Challah is a Tradition Transmitted from Generation to Generation

For this edition dedicated to education, I began to think of one of the most symbolic and representative culinary elements of my people, the Jews.  This is called challah, which is the bread that we eat every Friday night and Saturday during Shabbat.  Without fail in almost every Jewish home, the blessing of the bread, the challah, is said.  Also, it is used in many Jewish festivals during the year and is prepared in different forms.  It is surrounded in symbolism, folklore and tradition, and it has some explanations for these symbolisms.

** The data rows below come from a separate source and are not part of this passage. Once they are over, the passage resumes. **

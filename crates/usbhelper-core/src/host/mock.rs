//! Mock USB host for testing.

use std::collections::{HashSet, VecDeque};
use std::sync::{Arc, Mutex, MutexGuard};
use std::time::Duration;

use super::traits::{
    CompletedRequest, HostError, RequestId, TransferError, UsbConnection, UsbDevice, UsbHost,
};
use crate::descriptor::{EndpointDescriptor, InterfaceDescriptor};
use crate::permission::PermissionResponder;

/// Simulated attached device.
#[derive(Debug, Clone, PartialEq, Eq)]
pub struct MockDevice {
    name: String,
    vid: u16,
    pid: u16,
    interfaces: Vec<InterfaceDescriptor>,
}

impl MockDevice {
    pub fn new(name: &str, vid: u16, pid: u16) -> Self {
        Self {
            name: name.to_string(),
            vid,
            pid,
            interfaces: Vec::new(),
        }
    }

    pub fn with_interface(mut self, interface: InterfaceDescriptor) -> Self {
        self.interfaces.push(interface);
        self
    }

    /// Add interface 0 with one bulk IN and one bulk OUT endpoint.
    pub fn with_bulk_pair(self, in_addr: u8, out_addr: u8, max_packet_size: usize) -> Self {
        let number = self.interfaces.len() as u8;
        self.with_interface(InterfaceDescriptor {
            number,
            endpoints: vec![
                EndpointDescriptor::bulk(in_addr, max_packet_size),
                EndpointDescriptor::bulk(out_addr, max_packet_size),
            ],
        })
    }
}

impl UsbDevice for MockDevice {
    fn name(&self) -> String {
        self.name.clone()
    }

    fn vendor_id(&self) -> u16 {
        self.vid
    }

    fn product_id(&self) -> u16 {
        self.pid
    }
}

#[derive(Default)]
struct MockState {
    devices: Vec<MockDevice>,
    fail_enumeration: bool,
    /// Names of devices the process already holds permission for.
    permitted: HashSet<String>,
    /// Responders the "user" has not answered yet.
    permission_requests: Vec<PermissionResponder<MockDevice>>,
    permission_request_count: usize,
    auto_answer: Option<bool>,
    fail_open: bool,
    fail_claim: bool,
    fail_release: bool,
    fail_close: bool,
    opens: usize,
    closes: usize,
    releases: usize,
    /// (interface number, force) for each claim.
    claims: Vec<(u8, bool)>,
    write_log: Vec<Vec<u8>>,
    write_error: Option<TransferError>,
    read_queue: VecDeque<Result<Vec<u8>, TransferError>>,
    mismatch_completions: bool,
    cancels: usize,
}

/// Mock host with scriptable devices, permissions and transfers.
///
/// Clones share state, so a test can keep one handle while the session owns
/// another.
#[derive(Clone, Default)]
pub struct MockHost {
    state: Arc<Mutex<MockState>>,
}

impl MockHost {
    pub fn new() -> Self {
        Self::default()
    }

    fn state(&self) -> MutexGuard<'_, MockState> {
        self.state.lock().unwrap_or_else(|e| e.into_inner())
    }

    /// Attach a device. Enumeration order is attach order.
    pub fn attach(&self, device: MockDevice) {
        self.state().devices.push(device);
    }

    pub fn detach_all(&self) {
        self.state().devices.clear();
    }

    pub fn fail_enumeration(&self, fail: bool) {
        self.state().fail_enumeration = fail;
    }

    /// Mark permission as already held for `device`.
    pub fn grant_permission(&self, device: &MockDevice) {
        self.state().permitted.insert(device.name.clone());
    }

    /// Answer every future permission prompt immediately.
    pub fn auto_answer(&self, granted: Option<bool>) {
        self.state().auto_answer = granted;
    }

    /// Take the responders for prompts that are still unanswered.
    pub fn take_permission_requests(&self) -> Vec<PermissionResponder<MockDevice>> {
        std::mem::take(&mut self.state().permission_requests)
    }

    pub fn permission_request_count(&self) -> usize {
        self.state().permission_request_count
    }

    pub fn fail_open(&self, fail: bool) {
        self.state().fail_open = fail;
    }

    pub fn fail_claim(&self, fail: bool) {
        self.state().fail_claim = fail;
    }

    pub fn fail_release(&self, fail: bool) {
        self.state().fail_release = fail;
    }

    pub fn fail_close(&self, fail: bool) {
        self.state().fail_close = fail;
    }

    pub fn open_count(&self) -> usize {
        self.state().opens
    }

    pub fn close_count(&self) -> usize {
        self.state().closes
    }

    pub fn release_count(&self) -> usize {
        self.state().releases
    }

    pub fn claims(&self) -> Vec<(u8, bool)> {
        self.state().claims.clone()
    }

    /// Get all captured writes.
    pub fn writes(&self) -> Vec<Vec<u8>> {
        self.state().write_log.clone()
    }

    /// Make every following write fail with `error`.
    pub fn fail_writes(&self, error: Option<TransferError>) {
        self.state().write_error = error;
    }

    /// Queue a packet to be returned by the next IN request.
    pub fn queue_read(&self, data: &[u8]) {
        self.state().read_queue.push_back(Ok(data.to_vec()));
    }

    pub fn queue_read_error(&self, error: TransferError) {
        self.state().read_queue.push_back(Err(error));
    }

    /// Report completions under a request id nobody submitted.
    pub fn mismatch_completions(&self, mismatch: bool) {
        self.state().mismatch_completions = mismatch;
    }

    pub fn cancel_count(&self) -> usize {
        self.state().cancels
    }
}

impl UsbHost for MockHost {
    type Device = MockDevice;
    type Connection = MockConnection;

    fn device_list(&self) -> Result<Vec<MockDevice>, HostError> {
        let state = self.state();
        if state.fail_enumeration {
            return Err(HostError::Enumeration("mock enumeration failure".into()));
        }
        Ok(state.devices.clone())
    }

    fn has_permission(&self, device: &MockDevice) -> bool {
        self.state().permitted.contains(&device.name)
    }

    fn request_permission(&self, device: &MockDevice, responder: PermissionResponder<MockDevice>) {
        let answer = {
            let mut state = self.state();
            state.permission_request_count += 1;
            state.auto_answer
        };
        match answer {
            Some(true) => {
                self.state().permitted.insert(device.name.clone());
                responder.grant(device.clone());
            }
            Some(false) => {
                responder.deny(Some(device.clone()));
            }
            None => self.state().permission_requests.push(responder),
        }
    }

    fn open_device(&self, device: &MockDevice) -> Result<MockConnection, HostError> {
        let mut state = self.state();
        state.opens += 1;
        if state.fail_open {
            return Err(HostError::Open("mock open failure".into()));
        }
        if !state.devices.contains(device) {
            return Err(HostError::Open(format!("{} is not attached", device.name)));
        }
        Ok(MockConnection {
            state: Arc::clone(&self.state),
            device: device.clone(),
            claimed: None,
            pending: None,
            next_id: 0,
            closed: false,
        })
    }
}

/// Connection produced by `MockHost::open_device`.
pub struct MockConnection {
    state: Arc<Mutex<MockState>>,
    device: MockDevice,
    claimed: Option<u8>,
    pending: Option<(RequestId, usize)>,
    next_id: u64,
    closed: bool,
}

impl MockConnection {
    fn state(&self) -> MutexGuard<'_, MockState> {
        self.state.lock().unwrap_or_else(|e| e.into_inner())
    }
}

impl UsbConnection for MockConnection {
    fn interface(&self, index: u8) -> Option<InterfaceDescriptor> {
        self.device.interfaces.get(index as usize).cloned()
    }

    fn claim_interface(
        &mut self,
        interface: &InterfaceDescriptor,
        force: bool,
    ) -> Result<(), HostError> {
        let mut state = self.state();
        state.claims.push((interface.number, force));
        if state.fail_claim {
            return Err(HostError::Claim {
                interface: interface.number,
                message: "mock claim failure".into(),
            });
        }
        drop(state);
        self.claimed = Some(interface.number);
        Ok(())
    }

    fn release_interface(&mut self, interface: &InterfaceDescriptor) -> Result<(), HostError> {
        let mut state = self.state();
        state.releases += 1;
        if state.fail_release {
            return Err(HostError::Release {
                interface: interface.number,
                message: "mock release failure".into(),
            });
        }
        drop(state);
        self.claimed = None;
        Ok(())
    }

    fn bulk_transfer(
        &mut self,
        _endpoint: &EndpointDescriptor,
        data: &[u8],
        _timeout: Duration,
    ) -> Result<usize, HostError> {
        if self.closed {
            return Err(TransferError::Disconnected.into());
        }
        let mut state = self.state();
        if let Some(error) = state.write_error.clone() {
            return Err(error.into());
        }
        state.write_log.push(data.to_vec());
        Ok(data.len())
    }

    fn queue_request(
        &mut self,
        _endpoint: &EndpointDescriptor,
        len: usize,
    ) -> Result<RequestId, HostError> {
        if self.pending.is_some() {
            return Err(HostError::RequestInFlight);
        }
        self.next_id += 1;
        let id = RequestId(self.next_id);
        self.pending = Some((id, len));
        Ok(id)
    }

    fn request_wait(&mut self, _timeout: Duration) -> Result<Option<CompletedRequest>, HostError> {
        let Some((id, len)) = self.pending else {
            return Err(HostError::NoRequest);
        };
        let mut state = self.state();
        // Nothing queued behaves like the device staying silent until timeout.
        let Some(packet) = state.read_queue.pop_front() else {
            return Ok(None);
        };
        let id = if state.mismatch_completions {
            RequestId(id.0 + 1000)
        } else {
            id
        };
        drop(state);
        self.pending = None;

        let completed = match packet {
            Ok(mut data) => {
                data.truncate(len);
                CompletedRequest {
                    id,
                    data,
                    status: Ok(()),
                }
            }
            Err(e) => CompletedRequest {
                id,
                data: Vec::new(),
                status: Err(e),
            },
        };
        Ok(Some(completed))
    }

    fn cancel_requests(&mut self) {
        if self.pending.take().is_some() {
            self.state().cancels += 1;
        }
    }

    fn close(&mut self) -> Result<(), HostError> {
        self.closed = true;
        let mut state = self.state();
        state.closes += 1;
        if state.fail_close {
            return Err(HostError::Close("mock close failure".into()));
        }
        Ok(())
    }
}

#[cfg(test)]
mod tests {
    use super::*;

    fn device() -> MockDevice {
        MockDevice::new("/dev/bus/usb/001/004", 0x1234, 0x5678).with_bulk_pair(0x81, 0x01, 64)
    }

    #[test]
    fn test_mock_enumeration_order() {
        let host = MockHost::new();
        host.attach(MockDevice::new("a", 1, 1));
        host.attach(MockDevice::new("b", 2, 2));
        let names: Vec<_> = host
            .device_list()
            .unwrap()
            .iter()
            .map(|d| d.name())
            .collect();
        assert_eq!(names, ["a", "b"]);
    }

    #[test]
    fn test_mock_single_request_in_flight() {
        let host = MockHost::new();
        let dev = device();
        host.attach(dev.clone());
        let mut conn = host.open_device(&dev).unwrap();
        let ep = EndpointDescriptor::bulk(0x81, 64);

        conn.queue_request(&ep, 64).unwrap();
        assert!(matches!(
            conn.queue_request(&ep, 64),
            Err(HostError::RequestInFlight)
        ));

        conn.cancel_requests();
        assert_eq!(host.cancel_count(), 1);
        assert!(conn.queue_request(&ep, 64).is_ok());
    }

    #[test]
    fn test_mock_read_truncates_to_request() {
        let host = MockHost::new();
        let dev = device();
        host.attach(dev.clone());
        host.queue_read(&[1, 2, 3, 4]);
        let mut conn = host.open_device(&dev).unwrap();
        let ep = EndpointDescriptor::bulk(0x81, 2);

        let id = conn.queue_request(&ep, 2).unwrap();
        let done = conn.request_wait(Duration::from_millis(10)).unwrap().unwrap();
        assert_eq!(done.id, id);
        assert_eq!(done.data, [1, 2]);
    }

    #[test]
    fn test_mock_write_capture() {
        let host = MockHost::new();
        let dev = device();
        host.attach(dev.clone());
        let mut conn = host.open_device(&dev).unwrap();
        let ep = EndpointDescriptor::bulk(0x01, 64);

        conn.bulk_transfer(&ep, b"Hello", Duration::ZERO).unwrap();
        conn.bulk_transfer(&ep, b"World", Duration::ZERO).unwrap();
        assert_eq!(host.writes(), [b"Hello".to_vec(), b"World".to_vec()]);

        conn.close().unwrap();
        assert_eq!(host.close_count(), 1);
        assert!(conn.bulk_transfer(&ep, b"late", Duration::ZERO).is_err());
    }
}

On the Sabbath, you pronounce the blessing of the bread, which allows you to be able to eat the food, all of which comes from giving thanks for the bread.  The blessing is made with two whole breads, which symbolize the two portions of mana that the Jews received during their wanderings for 40 years after departing from Egypt.  These two portions of mana were received only on Shabbat, as opposed to all the other days when they received only one each.  If the person took more than he was supposed to, the excess would disappear, but on the Sabbath, they were given a double portion because it is said that a soul visits each person of the Jews on Shabbat.  It is because of this that they received a double portion of mana, and the blessing of the two challahs is recited this day.

The challah is always topped with a decorative cover or some white material, which represents the dew that fell during the night and covered the mana.  Also it is said that the challah should be covered so that it “doesn’t feel bad” that the first blessing is for the wine, and in that way not to “hurt” the bread’s feelings.  Also sesame seeds or poppy seeds are used to cover the challah, which again represents the mana.

Challah is made in a lot of different forms and sizes, of which all have meaning.  At the time of the Jewish New Year, Rosh Hashana, round challahs are made to symbolize the year being continuous without a beginning or an ending and is made this way to represent continuity.  The bread is prepared with more sugar than normal, which represents the wish that people should have a good and sweet year.

The braided challah looks like arms that are embracing, which symbolizes love and are made with three, four or six pieces.  Three-pieced braids signify justice, truth and peace.  The challah normally, which has 12 curves in the braid that represent the miracle of the 12 breads of the 12 tribes.

The name challah comes from the Hebrew word used for “portion.”  In the biblical commands, it is said that you should give a portion of the dough to the high priests, one portion as a gift from generation to generation. A grand temple existed during biblical times, and the Jews were required to give a portion of 1/24 of their dough to the high priests each Shabbat.  At present times, the grand temple does not exist, so it is symbolic to take a very small piece of the dough and burn it in the oven in order to say the blessing of the challah.

I decided to write about this subject because education is something that is transmitted, be it parents to children, teachers to students, etc.  All of us of are educating and being educated at the same time.

For me, the subject of food is always very essential because there is a huge relationship between transmission and education.  The most valuable thing in food for me is that it can be transmitted and spread because culinary customs can disappear.  It is because of this that books about food have existed for many years.  These will guaranty that the culinary customs of every culture will not disappear.

There is a challah recipe in my family coming from the beginning of the 20th century that belonged to my grandmother’s aunt. This aunt entered a contest with this recipe and won.  This recipe has been transmitted from generation to generation, from my great grandmother to my grandmother to my mother.  When I was little, my mother used to wait for me on some Fridays when I got home from school, and we formed the challah in the kitchen.  My mother let me make whatever form I wanted, and I try to do the same for my children to enjoy the tradition.  My beautiful grandmother has been in charge of guarding this recipe of which is shared with all my love because it represents years of tradition and transmission, not only on a family level, but also as a Jewish people.

Thanks BIBI – this is for you.

Step 1 – Mix following ingredients and let stand.

1/2 cup warm tap water

1 tsp salt

1 tsp flour

2 pkgs. dry yeast

Step 2 – Put 8 cups flour (do not sift) in a large mixing bowl and make a well.  In the well, put the following:

3 eggs

3/4 cup sugar (or a little less)

1/2 cup oil

2 cups warm water

1 tbs salt

1/2 cup raisins (optional)

Add the items in step 1 to those of step 2.  Mix together with a wooden spoon until it’s a sticky blob.  Set aside for 3 hours.  Every half hour mix a couple of times with wooden spoon.  Do not cover.

Step 3 – Flour counter top.  Divide dough into 3 sections. Grease 3 pans with oil. Roll dough and make braids it makes 3 braids.  Let rise 1 hour.

Step 4 – Brush top of challahs with mixture of 1 egg (beaten), 1 tsp water plus a dash of sugar.  Mix and brush loaves and sprinkle sesame seeds on top. Bake at 350 degrees for 45 minutes or until golden.